To the extent any such purchases by the Sponsor or any of its affiliates are made in situations in which the tender offer rules restrictions on purchases apply, we will disclose in a Current Report on Form 8-K prior to the Extraordinary General Meeting the following: (i) the number of Public Shares purchased outside of the redemption offer, along with the purchase price(s) for such Public Shares; (ii) the purpose of any such purchases; (iii) the impact, if any, of the purchases on the likelihood that the Extension Proposal will be approved; (iv) the identities of the shareholders who sold to the Sponsor or any of its affiliates (if not purchased on the open market) or the nature of the shareholders (e.g., 5% shareholders) who sold such Public Shares; and (v) the number of Public Shares for which the Company has received redemption requests pursuant to its redemption offer.

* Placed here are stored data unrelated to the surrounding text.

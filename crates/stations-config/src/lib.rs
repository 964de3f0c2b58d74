//! # Stations Config
//!
//! Configuration types for the Stations API, each loaded from environment
//! variables with development defaults:
//!
//! - [`web`]: listener addresses and timeouts
//! - [`database`]: PostgreSQL connection settings
//! - [`auth`]: signing key material and token lifetime
//! - [`cors`]: allowed browser origins
//! - [`trace`]: OpenTelemetry export and sampling
//!
//! # Example
//!
//! ```ignore
//! use stations_config::{AuthConfig, WebConfig};
//!
//! let web = WebConfig::from_env();
//! let auth = AuthConfig::from_env();
//! ```

pub mod auth;
pub mod cors;
pub mod database;
pub mod trace;
pub mod web;

pub use auth::AuthConfig;
pub use cors::CorsConfig;
pub use database::DatabaseConfig;
pub use trace::TraceConfig;
pub use web::WebConfig;

use std::env;
use std::str::FromStr;

pub(crate) fn env_or<T: FromStr>(key: &str, default: T) -> T {
    env::var(key)
        .ok()
        .and_then(|s| s.trim().parse().ok())
        .unwrap_or(default)
}

pub(crate) fn env_string(key: &str, default: &str) -> String {
    env::var(key).unwrap_or_else(|_| default.to_string())
}
//! # Stations Auth
//!
//! Identity and token handling for the Stations API.
//!
//! - [`roles`]: the closed set of roles an account can hold
//! - [`claims`]: the identity carried inside a token
//! - [`keys`]: public verification keys addressed by key-id
//! - [`token`]: signing and verifying compact RS256 tokens
//! - [`authenticator`]: the process-wide signer and verifier
//!
//! Tokens name the key that signed them in their `kid` header, so several
//! public keys can be valid at once while signing keys are rotated.
//!
//! # Example
//!
//! ```ignore
//! use stations_auth::{Authenticator, Claims, Role};
//!
//! let auth = Authenticator::from_config(&AuthConfig::from_env())?;
//! let claims = auth.new_claims(account_id, [Role::Admin], Utc::now());
//! let token = auth.generate_token(&claims)?;
//! assert_eq!(auth.parse_claims(&token)?, claims);
//! ```

pub mod authenticator;
pub mod claims;
pub mod keys;
pub mod roles;
pub mod token;

pub use authenticator::Authenticator;
pub use claims::{Claims, ISSUER};
pub use keys::{KeyLookup, PublicKeys, VerifyingKey};
pub use roles::Role;
pub use token::{TokenError, generate_token, parse_and_verify, parse_and_verify_at};
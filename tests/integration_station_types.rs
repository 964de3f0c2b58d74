mod common;

use axum::body::Body;
use axum::http::{Request, StatusCode, header::AUTHORIZATION};
use http_body_util::BodyExt;
use serde_json::{Value, json};
use sqlx::PgPool;
use tower::ServiceExt;

use common::{TestApp, bearer_for, setup_test_app};

async fn send(
    app: &TestApp,
    method: &str,
    uri: &str,
    bearer: &str,
    body: Option<Value>,
) -> (StatusCode, Value) {
    let request = Request::builder()
        .method(method)
        .uri(uri)
        .header(AUTHORIZATION, bearer)
        .header("content-type", "application/json")
        .body(body.map_or_else(Body::empty, |b| Body::from(b.to_string())))
        .unwrap();

    let response = app.router.clone().oneshot(request).await.unwrap();
    let status = response.status();
    let bytes = response.into_body().collect().await.unwrap().to_bytes();
    let value = if bytes.is_empty() {
        Value::Null
    } else {
        serde_json::from_slice(&bytes).unwrap()
    };

    (status, value)
}

#[sqlx::test(migrations = "./migrations")]
async fn test_station_type_lifecycle(pool: PgPool) {
    let app = setup_test_app(pool).await;
    let admin = bearer_for(&app.state, &app.admin);

    let (status, created) = send(
        &app,
        "POST",
        "/v1/station-type",
        &admin,
        Some(json!({"name": "Solar", "description": "Panels"})),
    )
    .await;
    assert_eq!(status, StatusCode::CREATED);
    assert_eq!(created["name"], "Solar");
    assert_eq!(created["stations"], 0);
    let id = created["id"].as_str().unwrap().to_string();

    let (status, _) = send(
        &app,
        "PUT",
        &format!("/v1/station-type/{id}"),
        &admin,
        Some(json!({"name": "Solar Array"})),
    )
    .await;
    assert_eq!(status, StatusCode::NO_CONTENT);

    let (status, fetched) = send(&app, "GET", &format!("/v1/station-type/{id}"), &admin, None).await;
    assert_eq!(status, StatusCode::OK);
    assert_eq!(fetched["name"], "Solar Array");
    assert_eq!(fetched["description"], "Panels");

    let (status, listed) = send(&app, "GET", "/v1/station-types", &admin, None).await;
    assert_eq!(status, StatusCode::OK);
    assert!(listed.as_array().unwrap().iter().any(|st| st["id"] == id.as_str()));

    let (status, _) = send(&app, "DELETE", &format!("/v1/station-type/{id}"), &admin, None).await;
    assert_eq!(status, StatusCode::NO_CONTENT);

    let (status, body) = send(&app, "GET", &format!("/v1/station-type/{id}"), &admin, None).await;
    assert_eq!(status, StatusCode::NOT_FOUND);
    assert_eq!(body["error"], "station type not found");
}

#[sqlx::test(migrations = "./migrations")]
async fn test_create_station_type_requires_name(pool: PgPool) {
    let app = setup_test_app(pool).await;
    let admin = bearer_for(&app.state, &app.admin);

    let (status, body) = send(
        &app,
        "POST",
        "/v1/station-type",
        &admin,
        Some(json!({"description": "nameless"})),
    )
    .await;

    assert_eq!(status, StatusCode::BAD_REQUEST);
    assert_eq!(body["fields"][0]["field"], "name");
}

#[sqlx::test(migrations = "./migrations")]
async fn test_update_rejects_blank_name_and_missing_rows(pool: PgPool) {
    let app = setup_test_app(pool).await;
    let admin = bearer_for(&app.state, &app.admin);
    let missing = uuid::Uuid::new_v4();

    let (status, body) = send(
        &app,
        "PUT",
        &format!("/v1/station-type/{missing}"),
        &admin,
        Some(json!({"name": "  "})),
    )
    .await;
    assert_eq!(status, StatusCode::BAD_REQUEST);
    assert_eq!(body["fields"][0]["field"], "name");

    let (status, _) = send(
        &app,
        "PUT",
        &format!("/v1/station-type/{missing}"),
        &admin,
        Some(json!({"description": "x"})),
    )
    .await;
    assert_eq!(status, StatusCode::NOT_FOUND);
}

#[sqlx::test(migrations = "./migrations")]
async fn test_station_role_can_read_but_not_write(pool: PgPool) {
    let app = setup_test_app(pool).await;
    let station = bearer_for(&app.state, &app.station);

    let (status, _) = send(&app, "GET", "/v1/station-types", &station, None).await;
    assert_eq!(status, StatusCode::OK);

    let (status, body) = send(
        &app,
        "POST",
        "/v1/station-type",
        &station,
        Some(json!({"name": "Wind"})),
    )
    .await;
    assert_eq!(status, StatusCode::FORBIDDEN);
    assert_eq!(body["error"], "you are not authorized for that action");
}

The purpose of such share purchases and other transactions would be to increase the likelihood of approving the Extension Proposal or otherwise limiting the number of Public Shares electing to redeem. If such transactions are effected, the consequence could be to cause the Extension Proposal to be effectuated in circumstances where such effectuation could not otherwise occur. Consistent with SEC guidance, purchases of shares by the persons described above would not be permitted to be voted for the Extension Proposal at the Extraordinary General Meeting and could decrease the chances that the Extension Proposal would be approved. In addition, if such purchases are made, the public “float” of our securities and the number of beneficial holders of our securities may be reduced, possibly making it difficult to maintain or obtain the quotation, listing or trading of our securities on a national securities exchange.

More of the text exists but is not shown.